[Stored data]
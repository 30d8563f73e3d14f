//! # Telemetry Line Reader
//!
//! Splits an async byte stream into newline-terminated telemetry lines.
//!
//! Works over any [`AsyncRead`], so tests can drive it from in-memory
//! buffers instead of real hardware. Non-UTF-8 bytes (radio noise on the
//! serial line) are dropped rather than failing the read.

use crate::error::Result;
use bytes::BytesMut;
use tokio::io::{AsyncRead, AsyncReadExt};

/// Initial capacity of the accumulation buffer
const READ_BUFFER_CAPACITY: usize = 1024;

/// Buffered reader producing one trimmed telemetry line at a time.
pub struct LineReader<R> {
    reader: R,
    buffer: BytesMut,
    eof: bool,
}

impl<R: AsyncRead + Unpin> LineReader<R> {
    /// Wrap a byte source
    pub fn new(reader: R) -> Self {
        Self {
            reader,
            buffer: BytesMut::with_capacity(READ_BUFFER_CAPACITY),
            eof: false,
        }
    }

    /// Read the next line from the stream
    ///
    /// Blocks (asynchronously) until a full line is available. Invalid
    /// UTF-8 byte sequences are dropped from the decoded line; leading and
    /// trailing whitespace (including the CR of a CRLF terminator) is
    /// trimmed.
    ///
    /// # Returns
    ///
    /// * `Result<Option<String>>` - The next line, or `None` at end of
    ///   stream (a trailing unterminated line is returned first)
    ///
    /// # Errors
    ///
    /// Returns error if the underlying read fails.
    pub async fn next_line(&mut self) -> Result<Option<String>> {
        loop {
            if let Some(pos) = self.buffer.iter().position(|&b| b == b'\n') {
                let raw = self.buffer.split_to(pos + 1);
                return Ok(Some(decode_lossy(&raw)));
            }

            if self.eof {
                if self.buffer.is_empty() {
                    return Ok(None);
                }
                let raw = self.buffer.split();
                return Ok(Some(decode_lossy(&raw)));
            }

            let n = self.reader.read_buf(&mut self.buffer).await?;
            if n == 0 {
                self.eof = true;
            }
        }
    }
}

/// Decode raw line bytes, dropping invalid sequences and trimming whitespace
fn decode_lossy(raw: &[u8]) -> String {
    String::from_utf8_lossy(raw)
        .chars()
        .filter(|&c| c != char::REPLACEMENT_CHARACTER)
        .collect::<String>()
        .trim()
        .to_string()
}
//! # CSV Telemetry Log
//!
//! Append-only CSV persistence for telemetry samples.
//!
//! Two row formats exist, fixed per session by the active [`Schema`]:
//!
//! - Basic: `timestamp,battery,solar`, no header row.
//! - Extended: a header row, then `timestamp,battery,solar,range,rssi`.
//!
//! Timestamps are local wall-clock text (`YYYY-MM-DD HH:MM:SS`). Rows load
//! back into the same samples that produced them.

use crate::error::{Result, TelemetryError};
use crate::frame::protocol::{Schema, TelemetrySample};
use chrono::NaiveDateTime;
use std::fs::{File, OpenOptions};
use std::io::Write;
use std::path::{Path, PathBuf};
use tracing::{debug, warn};

/// Timestamp column format
pub const TIMESTAMP_FORMAT: &str = "%Y-%m-%d %H:%M:%S";

/// Header row written once when creating a new extended-schema log
pub const EXTENDED_HEADER: &str =
    "Timestamp,Battery Voltage (V),Solar Voltage (V),Ultrasonic Range,RSSI";

/// Append-only CSV log handle.
///
/// The schema is chosen at open time and never mixed within one file.
pub struct CsvLog {
    file: File,
    path: PathBuf,
    schema: Schema,
}

impl std::fmt::Debug for CsvLog {
    fn fmt(&self, f: &mut std::fmt::Formatter<'_>) -> std::fmt::Result {
        f.debug_struct("CsvLog")
            .field("path", &self.path)
            .field("schema", &self.schema)
            .finish_non_exhaustive()
    }
}

impl CsvLog {
    /// Open the log for appending, creating it if missing
    ///
    /// A freshly created extended-schema log gets the header row; an
    /// existing file is never re-headed.
    ///
    /// # Arguments
    ///
    /// * `path` - Log file location
    /// * `schema` - Active row format for this session
    ///
    /// # Errors
    ///
    /// Returns error if the file cannot be created or written.
    pub fn open<P: AsRef<Path>>(path: P, schema: Schema) -> Result<Self> {
        let path = path.as_ref().to_path_buf();
        let existed = path.is_file();

        let mut file = OpenOptions::new().append(true).create(true).open(&path)?;

        if !existed && schema == Schema::Extended {
            writeln!(file, "{}", EXTENDED_HEADER)?;
        }

        Ok(Self { file, path, schema })
    }

    /// Append one sample as a CSV row
    ///
    /// # Errors
    ///
    /// Returns error if the row cannot be written to disk.
    pub fn append(&mut self, sample: &TelemetrySample) -> Result<()> {
        let row = format_row(sample, self.schema);
        writeln!(self.file, "{}", row)?;
        self.file.flush()?;
        debug!("Appended row to {}", self.path.display());
        Ok(())
    }

    /// Path of the underlying log file
    pub fn path(&self) -> &Path {
        &self.path
    }

    /// Row format this log was opened with
    pub fn schema(&self) -> Schema {
        self.schema
    }
}

/// Format one sample as a CSV row for the given schema
pub fn format_row(sample: &TelemetrySample, schema: Schema) -> String {
    let timestamp = sample.timestamp.format(TIMESTAMP_FORMAT);
    match schema {
        Schema::Basic => format!(
            "{},{},{}",
            timestamp, sample.battery_voltage, sample.solar_voltage
        ),
        Schema::Extended => format!(
            "{},{},{},{},{}",
            timestamp,
            sample.battery_voltage,
            sample.solar_voltage,
            sample.ultrasonic_range.unwrap_or_default(),
            sample.rssi.unwrap_or_default()
        ),
    }
}

/// Parse one CSV row back into a sample
///
/// # Errors
///
/// Returns [`TelemetryError::LogFormat`] if the row has the wrong column
/// count or a column fails to parse.
pub fn parse_row(row: &str, schema: Schema) -> Result<TelemetrySample> {
    let columns: Vec<&str> = row.split(',').collect();
    let expected = match schema {
        Schema::Basic => 3,
        Schema::Extended => 5,
    };

    if columns.len() != expected {
        return Err(TelemetryError::LogFormat(format!(
            "Expected {} columns, got {}: {:?}",
            expected,
            columns.len(),
            row
        )));
    }

    let timestamp = NaiveDateTime::parse_from_str(columns[0], TIMESTAMP_FORMAT)
        .map_err(|e| TelemetryError::LogFormat(format!("Bad timestamp {:?}: {}", columns[0], e)))?;
    let battery_voltage = parse_float(columns[1])?;
    let solar_voltage = parse_float(columns[2])?;

    let (ultrasonic_range, rssi) = match schema {
        Schema::Basic => (None, None),
        // Older logs written by the prototype scripts may carry these as
        // floats ("841.0"), so parse through f64
        Schema::Extended => (
            Some(parse_float(columns[3])? as i64),
            Some(parse_float(columns[4])? as i64),
        ),
    };

    Ok(TelemetrySample {
        timestamp,
        battery_voltage,
        solar_voltage,
        ultrasonic_range,
        rssi,
        sensor_id: None,
        msg_count: None,
        signal_to_noise_ratio: None,
    })
}

fn parse_float(column: &str) -> Result<f64> {
    column
        .trim()
        .parse()
        .map_err(|e| TelemetryError::LogFormat(format!("Bad number {:?}: {}", column, e)))
}

/// Load an existing log into memory, oldest row first
///
/// A missing file loads as empty. The extended header row is skipped.
/// Rows that fail to parse are logged and skipped rather than aborting the
/// whole load, so one corrupt row cannot discard the session history.
///
/// # Arguments
///
/// * `path` - Log file location
/// * `schema` - Row format the file was written with
///
/// # Errors
///
/// Returns error only if an existing file cannot be read.
pub fn load<P: AsRef<Path>>(path: P, schema: Schema) -> Result<Vec<TelemetrySample>> {
    let path = path.as_ref();
    if !path.is_file() {
        return Ok(Vec::new());
    }

    let contents = std::fs::read_to_string(path)?;
    let mut samples = Vec::new();

    for (index, row) in contents.lines().enumerate() {
        if index == 0 && schema == Schema::Extended && row == EXTENDED_HEADER {
            continue;
        }
        if row.is_empty() {
            continue;
        }

        match parse_row(row, schema) {
            Ok(sample) => samples.push(sample),
            Err(e) => warn!("Skipping row {} of {}: {}", index + 1, path.display(), e),
        }
    }

    Ok(samples)
}

#[cfg(test)]
mod tests {
    use super::*;
    use chrono::NaiveDate;
    use tempfile::tempdir;

    fn sample() -> TelemetrySample {
        TelemetrySample {
            timestamp: NaiveDate::from_ymd_opt(2024, 6, 1)
                .unwrap()
                .and_hms_opt(12, 30, 45)
                .unwrap(),
            battery_voltage: 4.106,
            solar_voltage: 6.835,
            ultrasonic_range: Some(841),
            rssi: Some(-58),
            sensor_id: Some(1),
            msg_count: Some(55),
            signal_to_noise_ratio: Some(12),
        }
    }

    #[test]
    fn test_format_basic_row() {
        let row = format_row(&sample(), Schema::Basic);
        assert_eq!(row, "2024-06-01 12:30:45,4.106,6.835");
    }

    #[test]
    fn test_format_extended_row() {
        let row = format_row(&sample(), Schema::Extended);
        assert_eq!(row, "2024-06-01 12:30:45,4.106,6.835,841,-58");
    }

    #[test]
    fn test_row_round_trip_basic() {
        let original = sample();
        let parsed = parse_row(&format_row(&original, Schema::Basic), Schema::Basic).unwrap();

        assert_eq!(parsed.timestamp, original.timestamp);
        assert_eq!(parsed.battery_voltage, original.battery_voltage);
        assert_eq!(parsed.solar_voltage, original.solar_voltage);
        assert_eq!(parsed.ultrasonic_range, None);
        assert_eq!(parsed.rssi, None);
    }

    #[test]
    fn test_row_round_trip_extended() {
        let original = sample();
        let row = format_row(&original, Schema::Extended);
        let parsed = parse_row(&row, Schema::Extended).unwrap();

        assert_eq!(parsed.timestamp, original.timestamp);
        assert_eq!(parsed.battery_voltage, original.battery_voltage);
        assert_eq!(parsed.solar_voltage, original.solar_voltage);
        assert_eq!(parsed.ultrasonic_range, Some(841));
        assert_eq!(parsed.rssi, Some(-58));

        // Re-emitting the parsed sample reproduces the row exactly
        assert_eq!(format_row(&parsed, Schema::Extended), row);
    }

    #[test]
    fn test_parse_row_float_integers() {
        // Rows written by the prototype scripts carry ints as floats
        let parsed =
            parse_row("2024-06-01 12:30:45,4.106,6.835,841.0,-58.0", Schema::Extended).unwrap();
        assert_eq!(parsed.ultrasonic_range, Some(841));
        assert_eq!(parsed.rssi, Some(-58));
    }

    #[test]
    fn test_parse_row_wrong_column_count() {
        let result = parse_row("2024-06-01 12:30:45,4.106", Schema::Basic);
        assert!(matches!(result, Err(TelemetryError::LogFormat(_))));
    }

    #[test]
    fn test_parse_row_bad_timestamp() {
        let result = parse_row("yesterday,4.106,6.835", Schema::Basic);
        assert!(matches!(result, Err(TelemetryError::LogFormat(_))));
    }

    #[test]
    fn test_parse_row_bad_number() {
        let result = parse_row("2024-06-01 12:30:45,volts,6.835", Schema::Basic);
        assert!(matches!(result, Err(TelemetryError::LogFormat(_))));
    }

    #[test]
    fn test_new_extended_log_gets_header_once() {
        let dir = tempdir().unwrap();
        let path = dir.path().join("data.csv");

        {
            let mut log = CsvLog::open(&path, Schema::Extended).unwrap();
            log.append(&sample()).unwrap();
        }
        {
            // Re-opening an existing file must not write a second header
            let mut log = CsvLog::open(&path, Schema::Extended).unwrap();
            log.append(&sample()).unwrap();
        }

        let contents = std::fs::read_to_string(&path).unwrap();
        let lines: Vec<&str> = contents.lines().collect();
        assert_eq!(lines.len(), 3);
        assert_eq!(lines[0], EXTENDED_HEADER);
        assert_eq!(lines[1], "2024-06-01 12:30:45,4.106,6.835,841,-58");
        assert_eq!(lines[2], lines[1]);
    }

    #[test]
    fn test_basic_log_has_no_header() {
        let dir = tempdir().unwrap();
        let path = dir.path().join("data.csv");

        let mut log = CsvLog::open(&path, Schema::Basic).unwrap();
        log.append(&sample()).unwrap();

        let contents = std::fs::read_to_string(&path).unwrap();
        assert_eq!(contents, "2024-06-01 12:30:45,4.106,6.835\n");
    }

    #[test]
    fn test_load_missing_file_is_empty() {
        let dir = tempdir().unwrap();
        let samples = load(dir.path().join("nope.csv"), Schema::Extended).unwrap();
        assert!(samples.is_empty());
    }

    #[test]
    fn test_load_round_trips_appended_samples() {
        let dir = tempdir().unwrap();
        let path = dir.path().join("data.csv");

        let mut log = CsvLog::open(&path, Schema::Extended).unwrap();
        for _ in 0..3 {
            log.append(&sample()).unwrap();
        }

        let loaded = load(&path, Schema::Extended).unwrap();
        assert_eq!(loaded.len(), 3);
        assert_eq!(loaded[0].battery_voltage, 4.106);
        assert_eq!(loaded[0].ultrasonic_range, Some(841));
    }

    #[test]
    fn test_load_skips_corrupt_rows() {
        let dir = tempdir().unwrap();
        let path = dir.path().join("data.csv");
        std::fs::write(
            &path,
            format!(
                "{}\n2024-06-01 12:30:45,4.106,6.835,841,-58\ngarbage row\n",
                EXTENDED_HEADER
            ),
        )
        .unwrap();

        let loaded = load(&path, Schema::Extended).unwrap();
        assert_eq!(loaded.len(), 1);
    }
}
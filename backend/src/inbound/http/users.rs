//! Account handlers.
//!
//! ```text
//! POST /api/v1/signup {"name":"Ana","email":"ana@example.com","password":"secret"}
//! POST /api/v1/login {"email":"ana@example.com","password":"secret"}
//! GET /api/v1/users/me
//! ```

use actix_web::{get, post, web};
use serde::{Deserialize, Serialize};
use serde_json::json;

use crate::domain::ports::UserProfile;
use crate::domain::{
    AccessToken, AuthValidationError, Error, LoginCredentials, SignupDetails, UserValidationError,
};
use crate::inbound::http::ApiResult;
use crate::inbound::http::auth::AuthenticatedUser;
use crate::inbound::http::schemas::{AccessTokenSchema, ErrorSchema, UserProfileSchema};
use crate::inbound::http::state::HttpState;

/// Signup request body for `POST /api/v1/signup`.
#[derive(Debug, Deserialize, Serialize, utoipa::ToSchema)]
pub struct SignupRequest {
    #[schema(example = "Ana")]
    pub name: String,
    #[schema(example = "ana@example.com")]
    pub email: String,
    pub password: String,
}

impl TryFrom<SignupRequest> for SignupDetails {
    type Error = AuthValidationError;

    fn try_from(value: SignupRequest) -> Result<Self, Self::Error> {
        Self::try_from_parts(&value.name, &value.email, &value.password)
    }
}

/// Login request body for `POST /api/v1/login`.
#[derive(Debug, Deserialize, Serialize, utoipa::ToSchema)]
pub struct LoginRequest {
    #[schema(example = "ana@example.com")]
    pub email: String,
    pub password: String,
}

impl TryFrom<LoginRequest> for LoginCredentials {
    type Error = AuthValidationError;

    fn try_from(value: LoginRequest) -> Result<Self, Self::Error> {
        Self::try_from_parts(&value.email, &value.password)
    }
}

fn validation_code(err: &AuthValidationError) -> &'static str {
    match err {
        AuthValidationError::EmptyPassword => "empty_password",
        AuthValidationError::Name(inner) | AuthValidationError::Email(inner) => match inner {
            UserValidationError::EmptyName => "empty_name",
            UserValidationError::NameTooLong { .. } => "name_too_long",
            UserValidationError::EmptyEmail => "empty_email",
            UserValidationError::EmailTooLong { .. } => "email_too_long",
            UserValidationError::InvalidEmail => "invalid_email",
            UserValidationError::InvalidId => "invalid_id",
        },
    }
}

fn map_auth_validation_error(err: AuthValidationError) -> Error {
    Error::invalid_request(err.to_string())
        .with_details(json!({ "field": err.field(), "code": validation_code(&err) }))
}

/// Register an account and return an access token.
#[utoipa::path(
    post,
    path = "/api/v1/signup",
    request_body = SignupRequest,
    responses(
        (status = 200, description = "Account created", body = AccessTokenSchema),
        (status = 400, description = "Invalid request or email already registered", body = ErrorSchema),
        (status = 503, description = "Service unavailable", body = ErrorSchema),
        (status = 500, description = "Internal server error", body = ErrorSchema)
    ),
    tags = ["users"],
    operation_id = "signup",
    security([])
)]
#[post("/signup")]
pub async fn signup(
    state: web::Data<HttpState>,
    payload: web::Json<SignupRequest>,
) -> ApiResult<web::Json<AccessToken>> {
    let details =
        SignupDetails::try_from(payload.into_inner()).map_err(map_auth_validation_error)?;
    let token = state.accounts.signup(&details).await?;
    Ok(web::Json(token))
}

/// Exchange credentials for an access token.
#[utoipa::path(
    post,
    path = "/api/v1/login",
    request_body = LoginRequest,
    responses(
        (status = 200, description = "Login success", body = AccessTokenSchema),
        (status = 400, description = "Invalid request", body = ErrorSchema),
        (status = 401, description = "Incorrect email or password", body = ErrorSchema),
        (status = 503, description = "Service unavailable", body = ErrorSchema),
        (status = 500, description = "Internal server error", body = ErrorSchema)
    ),
    tags = ["users"],
    operation_id = "login",
    security([])
)]
#[post("/login")]
pub async fn login(
    state: web::Data<HttpState>,
    payload: web::Json<LoginRequest>,
) -> ApiResult<web::Json<AccessToken>> {
    let credentials =
        LoginCredentials::try_from(payload.into_inner()).map_err(map_auth_validation_error)?;
    let token = state.accounts.login(&credentials).await?;
    Ok(web::Json(token))
}

/// Profile of the authenticated caller.
#[utoipa::path(
    get,
    path = "/api/v1/users/me",
    responses(
        (status = 200, description = "Current user", body = UserProfileSchema),
        (status = 401, description = "Unauthorised", body = ErrorSchema),
        (status = 503, description = "Service unavailable", body = ErrorSchema),
        (status = 500, description = "Internal server error", body = ErrorSchema)
    ),
    tags = ["users"],
    operation_id = "currentUser"
)]
#[get("/users/me")]
pub async fn current_user(
    state: web::Data<HttpState>,
    user: AuthenticatedUser,
) -> ApiResult<web::Json<UserProfile>> {
    let profile = state.accounts_query.current_user(&user.id()).await?;
    Ok(web::Json(profile))
}
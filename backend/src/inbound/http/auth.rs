//! Bearer token extraction.
//!
//! Handlers that take an [`AuthenticatedUser`] argument only run once the
//! `Authorization: Bearer <token>` header has been verified by the account
//! query port.

use actix_web::http::header::AUTHORIZATION;
use actix_web::{FromRequest, HttpRequest, dev::Payload, web};
use futures_util::future::LocalBoxFuture;

use crate::domain::{Error, UserId};

use super::state::HttpState;

const BEARER_SCHEME: &str = "bearer";
const CREDENTIALS_REJECTED: &str = "Could not validate credentials";

/// Identity of the caller behind a verified bearer token.
#[derive(Debug, Clone, Copy, PartialEq, Eq)]
pub struct AuthenticatedUser(pub UserId);

impl AuthenticatedUser {
    pub fn id(&self) -> UserId {
        self.0
    }
}

/// Pull the token out of an `Authorization` header value.
///
/// The scheme is case-insensitive; the token must be non-empty.
fn bearer_token(header: &str) -> Option<&str> {
    let (scheme, token) = header.trim().split_once(' ')?;
    let token = token.trim();
    (scheme.eq_ignore_ascii_case(BEARER_SCHEME) && !token.is_empty()).then_some(token)
}

impl FromRequest for AuthenticatedUser {
    type Error = Error;
    type Future = LocalBoxFuture<'static, Result<Self, Self::Error>>;

    fn from_request(req: &HttpRequest, _payload: &mut Payload) -> Self::Future {
        let token = req
            .headers()
            .get(AUTHORIZATION)
            .and_then(|value| value.to_str().ok())
            .and_then(bearer_token)
            .map(str::to_owned);
        let state = req.app_data::<web::Data<HttpState>>().cloned();

        Box::pin(async move {
            let state = state.ok_or_else(|| Error::internal("HTTP state not configured"))?;
            let token = token.ok_or_else(|| Error::unauthorized(CREDENTIALS_REJECTED))?;
            state
                .accounts_query
                .authenticate(&token)
                .await
                .map(AuthenticatedUser)
        })
    }
}
//! Embedded schema migrations applied at startup.

use diesel::{Connection, PgConnection};
use diesel_migrations::{EmbeddedMigrations, MigrationHarness, embed_migrations};
use tracing::info;

const MIGRATIONS: EmbeddedMigrations = embed_migrations!("migrations");

#[derive(Debug, thiserror::Error)]
pub enum MigrationError {
    #[error("failed to connect for migrations: {0}")]
    Connect(String),
    #[error("failed to apply migrations: {0}")]
    Apply(String),
    #[error("migration task failed: {0}")]
    Join(String),
}

/// Apply every pending migration over a short-lived blocking connection.
///
/// # Errors
///
/// Returns [`MigrationError`] when the database is unreachable or a
/// migration fails.
pub async fn run_pending_migrations(database_url: &str) -> Result<(), MigrationError> {
    let url = database_url.to_owned();
    let applied = tokio::task::spawn_blocking(move || {
        let mut conn =
            PgConnection::establish(&url).map_err(|err| MigrationError::Connect(err.to_string()))?;
        conn.run_pending_migrations(MIGRATIONS)
            .map(|versions| versions.len())
            .map_err(|err| MigrationError::Apply(err.to_string()))
    })
    .await
    .map_err(|err| MigrationError::Join(err.to_string()))??;
    info!(applied, "database migrations complete");
    Ok(())
}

— TASK DESCRIPTION —
Filter the entries down to the lines with the word "field" in them.

— WRITTEN SOLUTION —
            .field("path", &self.path)
            .field("schema", &self.schema)
        .with_details(json!({ "field": err.field(), "code": validation_code(&err) }))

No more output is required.